======== SOURCE INFORMATION ========

use std::collections::BTreeMap;

use serde::{Deserialize, Serialize};

use crate::error::{Error, Result};
use crate::model::{
    api::category::CategoryRef,
    db::{
        category::CategoryId,
        question::{Question, QuestionCore, QuestionId},
    },
};

/// A question as presented to clients.
#[derive(Debug, Clone, PartialEq, Eq, Serialize, Deserialize)]
pub struct QuestionDesc {
    pub id: QuestionId,
    pub question: String,
    pub answer: String,
    pub category: String,
    pub difficulty: i32,
}

impl From<Question> for QuestionDesc {
    fn from(question: Question) -> Self {
        let Question { id, details } = question;
        Self {
            id,
            question: details.question,
            answer: details.answer,
            category: details.category,
            difficulty: details.difficulty,
        }
    }
}

/// Format a page of questions for output.
pub fn describe_all(questions: Vec<Question>) -> Vec<QuestionDesc> {
    questions.into_iter().map(QuestionDesc::from).collect()
}

/// Body of a question creation request.
#[derive(Debug, Clone, Serialize, Deserialize)]
pub struct NewQuestionRequest {
    pub question: String,
    pub answer: String,
    pub difficulty: i32,
    pub category: CategoryRef,
}

impl TryFrom<NewQuestionRequest> for QuestionCore {
    type Error = Error;

    fn try_from(request: NewQuestionRequest) -> Result<Self> {
        if request.question.trim().is_empty() || request.answer.trim().is_empty() {
            return Err(Error::unprocessable("Question and answer must not be blank"));
        }
        Ok(Self {
            question: request.question,
            answer: request.answer,
            difficulty: request.difficulty,
            category: request.category.to_reference(),
        })
    }
}

/// Body of a search request.
#[derive(Debug, Clone, Default, Serialize, Deserialize)]
pub struct SearchRequest {
    #[serde(rename = "searchTerm", default)]
    pub search_term: Option<String>,
}

impl SearchRequest {
    /// The term to search for, unless it is missing or empty.
    pub fn term(&self) -> Option<&str> {
        self.search_term.as_deref().filter(|term| !term.is_empty())
    }
}

#[derive(Debug, Serialize, Deserialize)]
pub struct QuestionPage {
    pub success: bool,
    pub questions: Vec<QuestionDesc>,
    pub total_questions: u64,
    pub categories: BTreeMap<CategoryId, String>,
}

#[derive(Debug, Serialize, Deserialize)]
pub struct DeletedQuestion {
    pub success: bool,
    pub deleted: QuestionId,
    pub questions: Vec<QuestionDesc>,
    pub total_questions: u64,
}

#[derive(Debug, Serialize, Deserialize)]
pub struct CreatedQuestion {
    pub success: bool,
    pub created: QuestionId,
    pub total_questions: u64,
}

#[derive(Debug, Serialize, Deserialize)]
pub struct SearchResults {
    pub success: bool,
    pub questions: Vec<QuestionDesc>,
    pub total_questions: u64,
}

#[derive(Debug, Serialize, Deserialize)]
pub struct CategoryQuestions {
    pub success: bool,
    pub questions: Vec<QuestionDesc>,
    pub total_questions: u64,
    pub current_category: String,
}

#[cfg(test)]
mod tests {
    use super::*;

    use rocket::serde::json::{json, serde_json};

    #[test]
    fn formatted_record_is_flat() {
        let question = Question {
            id: 5,
            details: QuestionCore::example(),
        };
        let value = serde_json::to_value(QuestionDesc::from(question)).unwrap();
        assert_eq!(
            value,
            json!({
                "id": 5,
                "question": "How many planets are there in the Solar System?",
                "answer": "Eight",
                "category": "1",
                "difficulty": 2,
            })
        );
    }

    #[test]
    fn creation_accepts_numeric_category() {
        let request: NewQuestionRequest = serde_json::from_value(json!({
            "question": "Who invented Peanut Butter?",
            "answer": "George Washington Carver",
            "difficulty": 2,
            "category": 4,
        }))
        .unwrap();
        let core = QuestionCore::try_from(request).unwrap();
        assert_eq!(core.category, "4");
    }

    #[test]
    fn creation_rejects_blank_text() {
        let request = NewQuestionRequest {
            question: "   ".to_string(),
            answer: "Yes".to_string(),
            difficulty: 1,
            category: CategoryRef::Text("1".to_string()),
        };
        assert!(matches!(
            QuestionCore::try_from(request),
            Err(Error::Unprocessable(_))
        ));
    }

    #[test]
    fn empty_search_term_is_no_term() {
        let missing: SearchRequest = serde_json::from_value(json!({})).unwrap();
        let empty: SearchRequest = serde_json::from_value(json!({ "searchTerm": "" })).unwrap();
        let given: SearchRequest = serde_json::from_value(json!({ "searchTerm": "title" })).unwrap();
        assert_eq!(missing.term(), None);
        assert_eq!(empty.term(), None);
        assert_eq!(given.term(), Some("title"));
    }
}
//! Types sent to and received from clients.

pub mod category;
pub mod question;
pub mod quiz;

use rocket::http::Status;
use serde::{Deserialize, Serialize};

/// Body of every handled error response.
#[derive(Debug, Clone, PartialEq, Eq, Serialize, Deserialize)]
pub struct ErrorEnvelope {
    pub success: bool,
    pub error: u16,
    pub message: String,
}

impl ErrorEnvelope {
    pub fn for_status(status: Status) -> Self {
        let message = match status.code {
            400 => "bad request",
            404 => "resource not found",
            405 => "method not allowed",
            422 => "unprocessable",
            500 => "internal server error",
            _ => status.reason_lossy(),
        };
        Self {
            success: false,
            error: status.code,
            message: message.to_string(),
        }
    }
}

#[cfg(test)]
mod tests {
    use super::*;

    #[test]
    fn envelope_messages() {
        let envelope = ErrorEnvelope::for_status(Status::NotFound);
        assert_eq!(
            envelope,
            ErrorEnvelope {
                success: false,
                error: 404,
                message: "resource not found".to_string(),
            }
        );
        assert_eq!(
            ErrorEnvelope::for_status(Status::UnprocessableEntity).message,
            "unprocessable"
        );
        assert_eq!(
            ErrorEnvelope::for_status(Status::MethodNotAllowed).message,
            "method not allowed"
        );
        assert_eq!(
            ErrorEnvelope::for_status(Status::ImATeapot).message,
            "I'm a teapot"
        );
    }
}
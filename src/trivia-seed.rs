//! A simple CLI tool for loading categories and questions into the trivia database.
//! Rows are inserted through the same model code the server uses, so IDs come
//! from the same counters and never clash with questions created later.

use std::collections::HashMap;
use std::fs::File;
use std::io::BufReader;

use clap::{Arg, ArgAction, ArgMatches, Command};
use mongodb::error::Error as DbError;
use rocket::{figment::Error as FigmentError, serde::json::serde_json};
use serde::Deserialize;
use thiserror::Error;

use trivia_backend::{
    config::{figment, DbConfig},
    error::Error as ModelError,
    model::{
        db::{
            category::{Category, CategoryId},
            question::{Question, QuestionCore},
        },
        mongodb::{ensure_schema, Coll, Counter},
    },
};

const PROGRAM_NAME: &str = "trivia-seed";

const ABOUT_TEXT: &str = "Load trivia categories and questions into the database.

The database is configured exactly as for the server: `Rocket.toml`,
`ROCKET_*` variables, and `DB_URL`, `DB_USER`, `DB_PASSWORD`, `DB_NAME`.";

const SEED_PATH: &str = "SEED_PATH";

const SEED_PATH_HELP: &str = "The path to a JSON file of the form\n\
{\"categories\": [name, ...], \"questions\": [{question, answer, difficulty, category}, ...]},\n\
where each question's category is one of the listed names";

const WIPE: &str = "wipe";

const WIPE_HELP: &str = "Delete all existing categories and questions first";

/// Construct the CLI configuration.
fn cli() -> Command {
    // Make the build dirty when the toml changes.
    include_str!("../Cargo.toml");

    clap::command!(PROGRAM_NAME)
        .about(ABOUT_TEXT)
        .arg(
            Arg::new(SEED_PATH)
                .help(SEED_PATH_HELP)
                .action(ArgAction::Set)
                .required(true),
        )
        .arg(
            Arg::new(WIPE)
                .long(WIPE)
                .help(WIPE_HELP)
                .action(ArgAction::SetTrue),
        )
}

/// Errors that this program may produce.
#[derive(Debug, Error)]
enum Error {
    #[error("IO error: {0}")]
    Io(#[from] std::io::Error),
    #[error("Invalid JSON: {0}")]
    Format(#[from] serde_json::Error),
    #[error("Question {index} refers to unknown category '{category}'")]
    UnknownCategory { index: usize, category: String },
    #[error("Invalid database config: {0}")]
    Config(#[from] FigmentError),
    #[error("Database error: {0}")]
    Db(#[from] DbError),
    #[error(transparent)]
    Model(#[from] ModelError),
}

/// The contents of a seed file.
#[derive(Debug, Deserialize)]
struct SeedData {
    categories: Vec<String>,
    questions: Vec<SeedQuestion>,
}

/// A question as written in a seed file, referring to its category by name.
#[derive(Debug, Deserialize)]
struct SeedQuestion {
    question: String,
    answer: String,
    difficulty: i32,
    category: String,
}

impl SeedData {
    fn load(path: &str) -> Result<Self, Error> {
        let file = BufReader::new(File::open(path)?);
        Ok(serde_json::from_reader(file)?)
    }

    /// Check that every question names a listed category, before anything is written.
    fn check(&self) -> Result<(), Error> {
        for (index, question) in self.questions.iter().enumerate() {
            if !self.categories.contains(&question.category) {
                return Err(Error::UnknownCategory {
                    index,
                    category: question.category.clone(),
                });
            }
        }
        Ok(())
    }

    /// The listed category names not already present in `known`, in file order
    /// and without repeats.
    fn missing_categories<'a>(&'a self, known: &HashMap<String, CategoryId>) -> Vec<&'a str> {
        let mut missing: Vec<&str> = Vec::new();
        for name in &self.categories {
            if !known.contains_key(name) && !missing.contains(&name.as_str()) {
                missing.push(name.as_str());
            }
        }
        missing
    }

    /// Turn the questions into storable form, given the IDs assigned to each category.
    fn resolve(
        self,
        category_ids: &HashMap<String, CategoryId>,
    ) -> Result<Vec<QuestionCore>, Error> {
        self.questions
            .into_iter()
            .enumerate()
            .map(|(index, seed)| {
                let id = category_ids
                    .get(&seed.category)
                    .ok_or_else(|| Error::UnknownCategory {
                        index,
                        category: seed.category.clone(),
                    })?;
                Ok(QuestionCore {
                    question: seed.question,
                    answer: seed.answer,
                    difficulty: seed.difficulty,
                    category: id.to_string(),
                })
            })
            .collect()
    }
}

/// Insert everything in the seed file, returning how many categories and
/// questions were added. Categories that already exist by name are reused
/// rather than inserted again.
async fn seed(data: SeedData, wipe: bool) -> Result<(usize, usize), Error> {
    data.check()?;

    let config = DbConfig::from_figment(&figment())?;
    let client = config.connect().await?;
    let db = client.database(config.db_name());

    let categories = Coll::<Category>::from_db(&db);
    let questions = Coll::<Question>::from_db(&db);
    let counters = Coll::<Counter>::from_db(&db);

    if wipe {
        questions.drop(None).await?;
        categories.drop(None).await?;
        counters.drop(None).await?;
    }
    ensure_schema(&db).await?;

    // On duplicate names the first stored category wins.
    let mut category_ids = HashMap::new();
    for category in Category::all(&categories).await? {
        category_ids.entry(category.kind).or_insert(category.id);
    }

    let mut added = Vec::new();
    for name in data.missing_categories(&category_ids) {
        added.push(Category::insert(name, &categories, &counters).await?);
    }
    let added_categories = added.len();
    for category in added {
        category_ids.insert(category.kind, category.id);
    }

    let new_questions = data.resolve(&category_ids)?;
    for details in &new_questions {
        Question::insert(details.clone(), &questions, &counters).await?;
    }

    Ok((added_categories, new_questions.len()))
}

/// Run the seeding, report the result, and return the exit code.
async fn run(args: &ArgMatches) -> u8 {
    let path: &String = args.get_one(SEED_PATH).unwrap(); // Required argument is guaranteed to be present.
    let wipe = args.get_flag(WIPE);

    let result = match SeedData::load(path) {
        Ok(data) => seed(data, wipe).await,
        Err(err) => Err(err),
    };
    match result {
        Ok((categories, questions)) => {
            println!("Added {categories} categories and {questions} questions.");
            0
        }
        Err(err) => {
            println!("{err}");
            1
        }
    }
}

#[rocket::main]
async fn main() {
    let args = cli().get_matches();
    let exit_code = run(&args).await;
    std::process::exit(exit_code.into())
}
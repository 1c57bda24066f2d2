//! spectrogen - Compute spectrograms for local files or track identifiers
//!
//! Usage: spectrogen [--config FILE] [--id ID]... [PATH]...

use anyhow::Result;
use clap::Parser;
use spectro_cli::input::{collect_requests, Request};
use spectro_cli::output::{print_json_results, SpectrogramEntry};
use spectro_core::SpectroConfig;
use std::path::PathBuf;
use tokio::task::JoinSet;

#[derive(Parser, Debug)]
#[command(name = "spectrogen")]
#[command(about = "Compute log-band spectrograms for audio tracks", long_about = None)]
struct Args {
    /// Local audio files
    paths: Vec<PathBuf>,

    /// Base64 track identifiers
    #[arg(long = "id")]
    ids: Vec<String>,

    /// TOML configuration file
    #[arg(short, long)]
    config: Option<PathBuf>,

    /// Only report frame counts, not frame data
    #[arg(long)]
    summary: bool,

    /// Pretty-print JSON output
    #[arg(long)]
    pretty: bool,

    /// Enable verbose logging
    #[arg(short, long)]
    verbose: bool,
}

#[tokio::main]
async fn main() -> Result<()> {
    let args = Args::parse();
    spectro_cli::init_logging(args.verbose);

    let config = match &args.config {
        Some(path) => {
            let config = SpectroConfig::load(path)?;
            log::info!("Loaded config from {}", path.display());
            config
        }
        None => SpectroConfig::default(),
    };

    let service = spectro_core::local_service(config)?;

    if args.paths.is_empty() && args.ids.is_empty() {
        anyhow::bail!("No input given: pass audio paths or --id values");
    }

    let requests = collect_requests(&args.paths, &args.ids, service.resolver());
    log::info!("Requesting {} spectrograms", requests.len());
    let start = std::time::Instant::now();

    let mut entries = Vec::with_capacity(requests.len());
    let mut tasks = JoinSet::new();
    for (index, request) in requests.into_iter().enumerate() {
        match request {
            Request::Identifier(identifier) => {
                let service = service.clone();
                tasks.spawn(async move {
                    let outcome = service.spectrogram(&identifier).await;
                    (index, identifier, outcome)
                });
            }
            Request::Unreadable { path, reason } => {
                entries.push((index, SpectrogramEntry::unreadable(path, &reason)));
            }
        }
    }

    while let Some(joined) = tasks.join_next().await {
        let (index, identifier, outcome) = joined?;
        entries.push((index, SpectrogramEntry::from_outcome(identifier, &outcome, !args.summary)));
    }
    entries.sort_by_key(|(index, _)| *index);
    let entries: Vec<_> = entries.into_iter().map(|(_, entry)| entry).collect();

    log::info!(
        "Finished {} requests in {:.2}s ({} cached spectrograms)",
        entries.len(),
        start.elapsed().as_secs_f64(),
        service.cache().len()
    );

    print_json_results(&entries, args.pretty);

    Ok(())
}
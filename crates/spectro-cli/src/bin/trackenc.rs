//! trackenc - Encode a local audio file as a track identifier
//!
//! Usage: trackenc <input_audio_path> [--title T] [--author A] [--stream]

use anyhow::Result;
use clap::Parser;
use spectro_cli::input::{describe_file, TrackOverrides};
use spectro_core::{MessageTrackCodec, TrackResolver};
use std::path::PathBuf;
use std::sync::Arc;

#[derive(Parser, Debug)]
#[command(name = "trackenc")]
#[command(about = "Encode a local audio file as a base64 track identifier", long_about = None)]
struct Args {
    /// Input audio file path
    input_audio_path: PathBuf,

    /// Track title (defaults to the file name)
    #[arg(long)]
    title: Option<String>,

    /// Track author
    #[arg(long)]
    author: Option<String>,

    /// Mark the track as a live stream
    #[arg(long)]
    stream: bool,

    /// Enable verbose logging
    #[arg(short, long)]
    verbose: bool,
}

fn main() -> Result<()> {
    let args = Args::parse();
    spectro_cli::init_logging(args.verbose);

    let overrides = TrackOverrides {
        title: args.title,
        author: args.author,
        stream: args.stream,
    };
    let track = describe_file(&args.input_audio_path, &overrides)?;
    log::info!(
        "Encoding {} ({} ms, stream: {})",
        track.info.title,
        track.info.length_ms,
        track.info.is_stream
    );

    let resolver = TrackResolver::new(Arc::new(MessageTrackCodec::default()));
    println!("{}", resolver.encode_identifier(&track)?);

    Ok(())
}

========

WORK TASK - Each line in the data that holds the string "ArgMatches" must be returned.

RESPONSE AREA -
use clap::{Arg, ArgAction, ArgMatches, Command};
async fn run(args: &ArgMatches) -> u8 {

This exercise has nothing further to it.